At the heart of effective support is a deep understanding of the patient not just as someone with the condition but a whole person with a life beyond the clinical setting.
Listening to friends and family is an important part of that journey. They are the patient’s support network, but in some circumstances they are also a trigger, so meeting and hearing from them is a key part of the personalised treatment plan. Understanding the role they play in the patient’s life is vital to making functional gains and for giving them the support and strategies they need when they go home at the end of their session.
Making FND make sense, tackling stigma and providing clear jargon-free explanations to patients and those around them helps them understand the condition and is an essential part of the treatment process.

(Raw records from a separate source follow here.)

use serde::{Deserialize, Serialize};
use std::fmt;

/// The four gated lifecycle stages, in call order.
#[derive(Debug, Clone, Copy, PartialEq, Eq, Serialize, Deserialize)]
#[serde(rename_all = "snake_case")]
pub enum Stage {
    Init,
    Auth,
    SendInstanceInfo,
    SendResults,
}

impl Stage {
    pub fn ok(self) -> ResultCode {
        match self {
            Stage::Init => ResultCode::InitOk,
            Stage::Auth => ResultCode::AuthOk,
            Stage::SendInstanceInfo => ResultCode::SendInstanceDetailsOk,
            Stage::SendResults => ResultCode::SendResultOk,
        }
    }

    pub fn fail(self) -> ResultCode {
        match self {
            Stage::Init => ResultCode::InitFail,
            Stage::Auth => ResultCode::AuthFail,
            Stage::SendInstanceInfo => ResultCode::SendInstanceDetailsFail,
            Stage::SendResults => ResultCode::SendResultFail,
        }
    }
}

impl fmt::Display for Stage {
    fn fmt(&self, f: &mut fmt::Formatter<'_>) -> fmt::Result {
        let s = match self {
            Stage::Init => "initialize",
            Stage::Auth => "authenticate",
            Stage::SendInstanceInfo => "send_instance_info",
            Stage::SendResults => "send_results",
        };
        f.write_str(s)
    }
}

/// Closed result enumeration returned by every lifecycle call: one OK/FAIL
/// pair per stage, no sub-codes. A sequencing violation and a remote
/// rejection carry the same FAIL code; only the message differs.
#[derive(Debug, Clone, Copy, PartialEq, Eq, Serialize, Deserialize)]
#[serde(rename_all = "SCREAMING_SNAKE_CASE")]
pub enum ResultCode {
    InitOk,
    InitFail,
    AuthOk,
    AuthFail,
    SendInstanceDetailsOk,
    SendInstanceDetailsFail,
    SendResultOk,
    SendResultFail,
}

impl ResultCode {
    pub fn is_ok(&self) -> bool {
        matches!(
            self,
            ResultCode::InitOk
                | ResultCode::AuthOk
                | ResultCode::SendInstanceDetailsOk
                | ResultCode::SendResultOk
        )
    }
}

impl fmt::Display for ResultCode {
    fn fmt(&self, f: &mut fmt::Formatter<'_>) -> fmt::Result {
        let s = match self {
            ResultCode::InitOk => "INIT_OK",
            ResultCode::InitFail => "INIT_FAIL",
            ResultCode::AuthOk => "AUTH_OK",
            ResultCode::AuthFail => "AUTH_FAIL",
            ResultCode::SendInstanceDetailsOk => "SEND_ANALYTIC_INST_DETAILS_OK",
            ResultCode::SendInstanceDetailsFail => "SEND_ANALYTIC_INST_DETAILS_FAIL",
            ResultCode::SendResultOk => "SEND_ANALYTIC_RESULT_OK",
            ResultCode::SendResultFail => "SEND_ANALYTIC_RESULT_FAIL",
        };
        f.write_str(s)
    }
}

/// Outcome of a lifecycle call: a result code plus a human-readable message.
/// Reported by value across the plugin boundary, never as a panic or `Err`.
#[derive(Debug, Clone, PartialEq, Eq, Serialize, Deserialize)]
pub struct StageReport {
    pub code: ResultCode,
    pub message: String,
}

impl StageReport {
    pub fn ok(stage: Stage, message: impl Into<String>) -> Self {
        Self {
            code: stage.ok(),
            message: message.into(),
        }
    }

    pub fn fail(stage: Stage, message: impl Into<String>) -> Self {
        Self {
            code: stage.fail(),
            message: message.into(),
        }
    }

    pub fn is_ok(&self) -> bool {
        self.code.is_ok()
    }
}

#[cfg(test)]
mod tests {
    use super::*;

    #[test]
    fn each_stage_has_a_distinct_code_pair() {
        let stages = [
            Stage::Init,
            Stage::Auth,
            Stage::SendInstanceInfo,
            Stage::SendResults,
        ];
        let mut codes: Vec<ResultCode> = Vec::new();
        for stage in stages {
            assert!(stage.ok().is_ok());
            assert!(!stage.fail().is_ok());
            codes.push(stage.ok());
            codes.push(stage.fail());
        }
        codes.dedup();
        assert_eq!(codes.len(), 8);
    }

    #[test]
    fn report_constructors_match_stage() {
        let report = StageReport::fail(Stage::SendResults, "remote rejected payload");
        assert_eq!(report.code, ResultCode::SendResultFail);
        assert!(!report.is_ok());
        assert_eq!(report.code.to_string(), "SEND_ANALYTIC_RESULT_FAIL");
    }
}
use crate::{LogFileConfig, LogFileConnector};
use resapp_core::{ConnectorFactory, ResultConnector, Result};
use serde_json::Value;

pub struct LogFileConnectorFactory;

impl ConnectorFactory for LogFileConnectorFactory {
    fn name(&self) -> &str {
        "logfile"
    }

    fn create(&self, config: Value) -> Result<Box<dyn ResultConnector>> {
        let config: LogFileConfig = serde_json::from_value(config)?;
        Ok(Box::new(LogFileConnector::new(config)))
    }
}
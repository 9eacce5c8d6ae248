use crate::{ResultConnector, Result};
use serde_json::Value;

/// Factory trait for creating result connectors.
///
/// The construct half of the plugin ABI boundary: the host obtains an opaque
/// connector through `create` and releases it by dropping the box. One
/// connector instance is created per analytic instance.
pub trait ConnectorFactory: Send + Sync {
    /// Type identifier for this connector, e.g. "logfile".
    fn name(&self) -> &str;

    /// Create a new connector instance from plugin-specific configuration.
    fn create(&self, config: Value) -> Result<Box<dyn ResultConnector>>;
}

impl std::fmt::Debug for dyn ConnectorFactory {
    fn fmt(&self, f: &mut std::fmt::Formatter<'_>) -> std::fmt::Result {
        f.debug_struct("ConnectorFactory")
            .field("name", &self.name())
            .finish()
    }
}
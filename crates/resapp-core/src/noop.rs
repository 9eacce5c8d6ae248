use crate::{
    ConnectorFactory, ConnectorStatus, KeyValueMap, LifecycleState, ResultConnector, Result,
    Stage, StageReport,
};
use async_trait::async_trait;
use serde_json::Value;
use tracing::debug;

/// Connector with canned successes at every stage and the sample describe
/// declarations. Serves as the template for real plugins and as a stand-in
/// in tests and dry runs: it enforces the full call-ordering contract but
/// talks to no remote application.
#[derive(Debug, Default)]
pub struct NoopConnector {
    state: LifecycleState,
}

impl NoopConnector {
    pub fn new() -> Self {
        Self::default()
    }
}

#[async_trait]
impl ResultConnector for NoopConnector {
    async fn initialize(&mut self, params: &KeyValueMap, files: &KeyValueMap) -> StageReport {
        debug!(params = params.len(), files = files.len(), "noop initialize");
        self.state.complete(Stage::Init);
        StageReport::ok(Stage::Init, "Connector plugin successfully initialized")
    }

    async fn authenticate(&mut self) -> StageReport {
        if let Some(report) = self.state.guard(Stage::Auth) {
            return report;
        }
        self.state.complete(Stage::Auth);
        StageReport::ok(Stage::Auth, "Successfully authenticated")
    }

    async fn send_instance_info(&mut self, info: &KeyValueMap) -> StageReport {
        if let Some(report) = self.state.guard(Stage::SendInstanceInfo) {
            return report;
        }
        debug!(fields = info.len(), "noop instance info");
        self.state.complete(Stage::SendInstanceInfo);
        StageReport::ok(
            Stage::SendInstanceInfo,
            "Successfully sent analytic instance details",
        )
    }

    async fn send_results(
        &mut self,
        data: &KeyValueMap,
        images: &KeyValueMap,
        videos: &KeyValueMap,
    ) -> StageReport {
        if let Some(report) = self.state.guard(Stage::SendResults) {
            return report;
        }
        debug!(
            data = data.len(),
            images = images.len(),
            videos = videos.len(),
            "noop results"
        );
        self.state.complete(Stage::SendResults);
        StageReport::ok(Stage::SendResults, "Successfully sent analytic results")
    }

    fn status(&self) -> ConnectorStatus {
        self.state.status()
    }
}

pub struct NoopConnectorFactory;

impl ConnectorFactory for NoopConnectorFactory {
    fn name(&self) -> &str {
        "noop"
    }

    fn create(&self, _config: Value) -> Result<Box<dyn ResultConnector>> {
        Ok(Box::new(NoopConnector::new()))
    }
}
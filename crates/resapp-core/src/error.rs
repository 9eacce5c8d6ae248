use crate::ResultCode;
use thiserror::Error;

pub type Result<T> = std::result::Result<T, Error>;

#[derive(Error, Debug)]
pub enum Error {
    /// A lifecycle stage reported FAIL. Raised on the host side of the
    /// boundary (by the session driver); connectors themselves report
    /// failures by value.
    #[error("{code}: {message}")]
    Stage { code: ResultCode, message: String },

    #[error("Configuration error: {0}")]
    Configuration(String),

    #[error("Serialization error: {0}")]
    Serialization(#[from] serde_json::Error),

    #[error("IO error: {0}")]
    Io(#[from] std::io::Error),

    #[error("Generic error: {0}")]
    Generic(#[from] anyhow::Error),
}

Making functional gains, big or small and unique to the patient, is at the heart of everything we do. There’s no point our physiotherapists or psychologists ‘prescribing’ tasks and exercises to a patient if in reality they’re unlikely to do them. While we have more control in a clinical setting, we still try to make them relevant to an inpatient’s interests such as preparing food, shopping or contacting people . For outpatients, this might be exercises they can do while sitting at their desk at work or walking a dog with a family member. Knowing that someone is a parent, a carer, or a student for example helps us shape how treatment is delivered and how goals are defined.
Where family and friends can not only understand the condition but also support their friend or relative with FND we see massive changes in their condition and greater functional gains. Family in particular can play a big role in helping stop unhealthy patterns , fostering a more enabling environment and offering much-needed emotional and empathetic support which in turn supports long-term recovery.
We try to frame recovery and functional gains aligned to what matters most to the patient, rather than focusing solely on symptom reduction.
And as inpatients become outpatients, and our patients need less frequent treatments, the question becomes what next? And it’s then that the personal gains made in treatment and supporting that person as an individual are essential to changing their life long-term.
We make sure that the person has the right tools, strategies and networks to continue to manage their health and symptoms. Their community of family and friends is part of this as is making sure the patient feels there is a clear path forward; recovery isn’t a destination but an ongoing, evolving process. This might be helping them to set long-term goals aligned to their personal values and aspirations from returning to education, work or hobbies to travelling the world.
Ultimately success comes through offering a multidisciplinary, person-centred approach. And a key part of that lies with fully understanding a patient’s everyday life.